TO DO
Make an exact copy of every entry.

((

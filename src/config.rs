//! Configuration Module
//!
//! Handles loading and managing pool configuration from environment variables.

use std::env;
use std::path::PathBuf;

// == Defaults ==
/// Default disk tier capacity: 10 MiB
pub const DEFAULT_DISK_CAPACITY: u64 = 10 * 1024 * 1024;

/// Default memory budget the memory tier takes its share from: 512 MiB
pub const DEFAULT_MEMORY_BUDGET: usize = 512 * 1024 * 1024;

/// Name of the pool directory under the platform cache root
pub const DEFAULT_DIRECTORY_NAME: &str = "bitmap_pool";

/// Pool configuration parameters.
///
/// All values can be configured via environment variables with sensible defaults.
#[derive(Debug, Clone)]
pub struct PoolConfig {
    /// Directory owned by the disk tier
    pub directory: PathBuf,
    /// Memory tier capacity in bytes
    pub memory_capacity: usize,
    /// Disk tier capacity in bytes
    pub disk_capacity: u64,
    /// Version stamped into the disk journal header
    pub app_version: u32,
}

impl PoolConfig {
    /// Creates a new PoolConfig by loading values from environment variables.
    ///
    /// # Environment Variables
    /// - `BITMAP_POOL_DIR` - Pool directory (default: `<cache root>/bitmap_pool`)
    /// - `BITMAP_POOL_MEMORY_BUDGET` - Available memory budget in bytes (default: 512 MiB)
    /// - `BITMAP_POOL_MEMORY_BYTES` - Memory tier capacity (default: budget / 8)
    /// - `BITMAP_POOL_DISK_BYTES` - Disk tier capacity (default: 10 MiB)
    /// - `BITMAP_POOL_APP_VERSION` - Journal version stamp (default: 0)
    pub fn from_env() -> Self {
        let budget = env_parse("BITMAP_POOL_MEMORY_BUDGET").unwrap_or(DEFAULT_MEMORY_BUDGET);

        Self {
            directory: env::var_os("BITMAP_POOL_DIR")
                .map(PathBuf::from)
                .unwrap_or_else(default_directory),
            memory_capacity: env_parse("BITMAP_POOL_MEMORY_BYTES")
                .unwrap_or_else(|| default_memory_capacity(budget)),
            disk_capacity: env_parse("BITMAP_POOL_DISK_BYTES").unwrap_or(DEFAULT_DISK_CAPACITY),
            app_version: env_parse("BITMAP_POOL_APP_VERSION").unwrap_or(0),
        }
    }

    /// Returns a copy of this config pointing at another directory.
    pub fn with_directory(mut self, directory: impl Into<PathBuf>) -> Self {
        self.directory = directory.into();
        self
    }
}

impl Default for PoolConfig {
    fn default() -> Self {
        Self {
            directory: default_directory(),
            memory_capacity: default_memory_capacity(DEFAULT_MEMORY_BUDGET),
            disk_capacity: DEFAULT_DISK_CAPACITY,
            app_version: 0,
        }
    }
}

// == Utility Functions ==
/// One eighth of the given budget, clamped to the largest addressable size.
pub fn default_memory_capacity(budget: usize) -> usize {
    (budget / 8).min(isize::MAX as usize)
}

/// `<platform cache root>/bitmap_pool`, or the temp dir when no cache root exists.
pub fn default_directory() -> PathBuf {
    dirs::cache_dir()
        .unwrap_or_else(env::temp_dir)
        .join(DEFAULT_DIRECTORY_NAME)
}

fn env_parse<T: std::str::FromStr>(name: &str) -> Option<T> {
    env::var(name).ok().and_then(|v| v.trim().parse().ok())
}

#[cfg(test)]
mod tests {
    use super::*;
    use serial_test::serial;

    const VARS: [&str; 5] = [
        "BITMAP_POOL_DIR",
        "BITMAP_POOL_MEMORY_BUDGET",
        "BITMAP_POOL_MEMORY_BYTES",
        "BITMAP_POOL_DISK_BYTES",
        "BITMAP_POOL_APP_VERSION",
    ];

    fn clear_env() {
        for var in VARS {
            env::remove_var(var);
        }
    }

    #[test]
    fn test_config_default() {
        let config = PoolConfig::default();
        assert_eq!(config.memory_capacity, DEFAULT_MEMORY_BUDGET / 8);
        assert_eq!(config.disk_capacity, 10 * 1024 * 1024);
        assert_eq!(config.app_version, 0);
        assert!(config.directory.ends_with(DEFAULT_DIRECTORY_NAME));
    }

    #[test]
    #[serial]
    fn test_config_from_env_defaults() {
        clear_env();

        let config = PoolConfig::from_env();
        assert_eq!(config.memory_capacity, DEFAULT_MEMORY_BUDGET / 8);
        assert_eq!(config.disk_capacity, DEFAULT_DISK_CAPACITY);
        assert!(config.directory.ends_with(DEFAULT_DIRECTORY_NAME));
    }

    #[test]
    #[serial]
    fn test_config_from_env_overrides() {
        clear_env();
        env::set_var("BITMAP_POOL_DIR", "/tmp/pool-test");
        env::set_var("BITMAP_POOL_MEMORY_BUDGET", "8000");
        env::set_var("BITMAP_POOL_DISK_BYTES", "4096");

        let config = PoolConfig::from_env();
        assert_eq!(config.directory, PathBuf::from("/tmp/pool-test"));
        assert_eq!(config.memory_capacity, 1000);
        assert_eq!(config.disk_capacity, 4096);

        // Explicit capacity wins over the budget share
        env::set_var("BITMAP_POOL_MEMORY_BYTES", "300");
        assert_eq!(PoolConfig::from_env().memory_capacity, 300);

        clear_env();
    }

    #[test]
    #[serial]
    fn test_config_from_env_invalid_falls_back() {
        clear_env();
        env::set_var("BITMAP_POOL_DISK_BYTES", "lots");

        let config = PoolConfig::from_env();
        assert_eq!(config.disk_capacity, DEFAULT_DISK_CAPACITY);

        clear_env();
    }

    #[test]
    fn test_default_memory_capacity_is_one_eighth() {
        assert_eq!(default_memory_capacity(800), 100);
        assert_eq!(default_memory_capacity(7), 0);
        assert_eq!(default_memory_capacity(usize::MAX), usize::MAX / 8);
    }
}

))

RESPONSE BELOW
filename src/config.rs
//! Configuration Module
//!
//! Handles loading and managing pool configuration from environment variables.

use std::env;
use std::path::PathBuf;

// == Defaults ==
/// Default disk tier capacity: 10 MiB
pub const DEFAULT_DISK_CAPACITY: u64 = 10 * 1024 * 1024;

/// Default memory budget the memory tier takes its share from: 512 MiB
pub const DEFAULT_MEMORY_BUDGET: usize = 512 * 1024 * 1024;

/// Name of the pool directory under the platform cache root
pub const DEFAULT_DIRECTORY_NAME: &str = "bitmap_pool";

/// Pool configuration parameters.
///
/// All values can be configured via environment variables with sensible defaults.
#[derive(Debug, Clone)]
pub struct PoolConfig {
    /// Directory owned by the disk tier
    pub directory: PathBuf,
    /// Memory tier capacity in bytes
    pub memory_capacity: usize,
    /// Disk tier capacity in bytes
    pub disk_capacity: u64,
    /// Version stamped into the disk journal header
    pub app_version: u32,
}

impl PoolConfig {
    /// Creates a new PoolConfig by loading values from environment variables.
    ///
    /// # Environment Variables
    /// - `BITMAP_POOL_DIR` - Pool directory (default: `<cache root>/bitmap_pool`)
    /// - `BITMAP_POOL_MEMORY_BUDGET` - Available memory budget in bytes (default: 512 MiB)
    /// - `BITMAP_POOL_MEMORY_BYTES` - Memory tier capacity (default: budget / 8)
    /// - `BITMAP_POOL_DISK_BYTES` - Disk tier capacity (default: 10 MiB)
    /// - `BITMAP_POOL_APP_VERSION` - Journal version stamp (default: 0)
    pub fn from_env() -> Self {
        let budget = env_parse("BITMAP_POOL_MEMORY_BUDGET").unwrap_or(DEFAULT_MEMORY_BUDGET);

        Self {
            directory: env::var_os("BITMAP_POOL_DIR")
                .map(PathBuf::from)
                .unwrap_or_else(default_directory),
            memory_capacity: env_parse("BITMAP_POOL_MEMORY_BYTES")
                .unwrap_or_else(|| default_memory_capacity(budget)),
            disk_capacity: env_parse("BITMAP_POOL_DISK_BYTES").unwrap_or(DEFAULT_DISK_CAPACITY),
            app_version: env_parse("BITMAP_POOL_APP_VERSION").unwrap_or(0),
        }
    }

    /// Returns a copy of this config pointing at another directory.
    pub fn with_directory(mut self, directory: impl Into<PathBuf>) -> Self {
        self.directory = directory.into();
        self
    }
}

impl Default for PoolConfig {
    fn default() -> Self {
        Self {
            directory: default_directory(),
            memory_capacity: default_memory_capacity(DEFAULT_MEMORY_BUDGET),
            disk_capacity: DEFAULT_DISK_CAPACITY,
            app_version: 0,
        }
    }
}

// == Utility Functions ==
/// One eighth of the given budget, clamped to the largest addressable size.
pub fn default_memory_capacity(budget: usize) -> usize {
    (budget / 8).min(isize::MAX as usize)
}

/// `<platform cache root>/bitmap_pool`, or the temp dir when no cache root exists.
pub fn default_directory() -> PathBuf {
    dirs::cache_dir()
        .unwrap_or_else(env::temp_dir)
        .join(DEFAULT_DIRECTORY_NAME)
}

fn env_parse<T: std::str::FromStr>(name: &str) -> Option<T> {
    env::var(name).ok().and_then(|v| v.trim().parse().ok())
}

#[cfg(test)]
mod tests {
    use super::*;
    use serial_test::serial;

    const VARS: [&str; 5] = [
        "BITMAP_POOL_DIR",
        "BITMAP_POOL_MEMORY_BUDGET",
        "BITMAP_POOL_MEMORY_BYTES",
        "BITMAP_POOL_DISK_BYTES",
        "BITMAP_POOL_APP_VERSION",
    ];

    fn clear_env() {
        for var in VARS {
            env::remove_var(var);
        }
    }

    #[test]
    fn test_config_default() {
        let config = PoolConfig::default();
        assert_eq!(config.memory_capacity, DEFAULT_MEMORY_BUDGET / 8);
        assert_eq!(config.disk_capacity, 10 * 1024 * 1024);
        assert_eq!(config.app_version, 0);
        assert!(config.directory.ends_with(DEFAULT_DIRECTORY_NAME));
    }

    #[test]
    #[serial]
    fn test_config_from_env_defaults() {
        clear_env();

        let config = PoolConfig::from_env();
        assert_eq!(config.memory_capacity, DEFAULT_MEMORY_BUDGET / 8);
        assert_eq!(config.disk_capacity, DEFAULT_DISK_CAPACITY);
        assert!(config.directory.ends_with(DEFAULT_DIRECTORY_NAME));
    }

    #[test]
    #[serial]
    fn test_config_from_env_overrides() {
        clear_env();
        env::set_var("BITMAP_POOL_DIR", "/tmp/pool-test");
        env::set_var("BITMAP_POOL_MEMORY_BUDGET", "8000");
        env::set_var("BITMAP_POOL_DISK_BYTES", "4096");

        let config = PoolConfig::from_env();
        assert_eq!(config.directory, PathBuf::from("/tmp/pool-test"));
        assert_eq!(config.memory_capacity, 1000);
        assert_eq!(config.disk_capacity, 4096);

        // Explicit capacity wins over the budget share
        env::set_var("BITMAP_POOL_MEMORY_BYTES", "300");
        assert_eq!(PoolConfig::from_env().memory_capacity, 300);

        clear_env();
    }

    #[test]
    #[serial]
    fn test_config_from_env_invalid_falls_back() {
        clear_env();
        env::set_var("BITMAP_POOL_DISK_BYTES", "lots");

        let config = PoolConfig::from_env();
        assert_eq!(config.disk_capacity, DEFAULT_DISK_CAPACITY);

        clear_env();
    }

    #[test]
    fn test_default_memory_capacity_is_one_eighth() {
        assert_eq!(default_memory_capacity(800), 100);
        assert_eq!(default_memory_capacity(7), 0);
        assert_eq!(default_memory_capacity(usize::MAX), usize::MAX / 8);
    }
}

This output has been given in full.